До наших дней дошел только эскиз диорамы. Естественно, он дает о ней лишь отдаленное представление. Однако такова сила подлинного произведения искусства, что даже после своей гибели оно не позволяет забыть о себе.
ПОЛОСА НЕУДАЧ
крыленный успехом диорамы «Взятие Ростова», Греков решил заинтересовать этим видом живописи широкий круг художников, чтобы в последующем, накопив достаточный опыт при работе над диорамами, приступить к созданию панорам.
Художники собрались в тесном помещении ахровской библиотеки.
— Дело это на десятилетии, и работа не одному или двум художникам, а целой «школе», — до срыва повышая голос, чтобы слышали дальние ряды, говорил Греков. — Уже осенью этого года мы имеем возможность приступить к созданию и постановке в Москве крупных диорам. Для диорамной мастерской с разрешения горсовета можно занять одну из закрытых церквей. После показа диорам в Москве будем направлять их в крупные центры страны, постепенно создавая там специальные павильоны…
Последние слова заглушил возбужденный шум. Говорили все разом, бурно обсуждая услышанное.
— Каково будет содержание диорам? — донесся вопрос.
— Крупные политические события. Уже намечены темы двух первых диорам: «Алтай» — борьба сибирских партизан и «Перекоп»… Однако предупреждаю — дело это непростое!..
Б глубине зала раздался густой голос Савицкого:
— Мы имеем высшее художественное образование и творческий опыт в области станковой живописи, так что панораму, а тем более диораму как-нибудь уж осилим, Я не думаю, чтобы этот вид живописи, — усмехнулся он, — был выше, чем станковая живопись!

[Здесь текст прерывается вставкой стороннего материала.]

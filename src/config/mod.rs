//! Configuration management subsystem.
//!
//! # Data Flow
//! ```text
//! config file (TOML)
//!     → loader.rs (parse & deserialize)
//!     → validation.rs (semantic checks)
//!     → GatewayConfig (validated, immutable)
//!     → shared via Arc to all subsystems
//!
//! Secrets never appear in the file: route sections carry the *name* of an
//! environment variable, and the vault resolves the value at startup.
//! ```
//!
//! # Design Decisions
//! - Config is immutable once loaded; changes require a restart
//! - All fields have defaults to allow minimal configs
//! - Validation separates syntactic (serde) from semantic checks

pub mod loader;
pub mod schema;
pub mod validation;

pub use loader::{load_config, ConfigError};
pub use schema::GatewayConfig;
pub use schema::RateLimitConfig;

— Диорамы — прошедший этап! — послышалось из рядов. — Архаика. Кому они сейчас нужны?
К говорившему резко обернулся Николай Котов, с некоторых пор ставший ярым приверженцем идей Грекова.
— Диорамы — это искусство для масс. Именно они надобны пробудившемуся и жадно тянущемуся к культуре народу!..
На шумной сходке в ахровской библиотеке было объявлено о создании бюро, которое будет руководить деятельностью панорамных бригад. Всего их было семь, в каждой по три человека. Кроме Грекова, в бюро вошли еще шесть опытных мастеров: Николай и Петр Котовы, Львов, Терпсихоров, Белянин, Савицкий — и четырнадцать молодых художников.
Но руководство АХР расценило деятельность Грекова как вредную, направленную на раскол организации.
Началась полоса неудач, длившаяся более двух лет. На каждом шагу художника подстерегали неприятности, все его благие начинания шли прахом. В довершение бед пошатнулось здоровье.
…Весной 1930 года в Новочеркасск, где находился Греков, медленно приходивший в себя после сердечного приступа, почта доставила письмо, заставившее его задуматься. Николай Котов сообщал о выходе из АХР большой группы художников, в том числе и всех членов бюро панорамных бригад, и о формировании нового объединения, названного Союзом советских художников.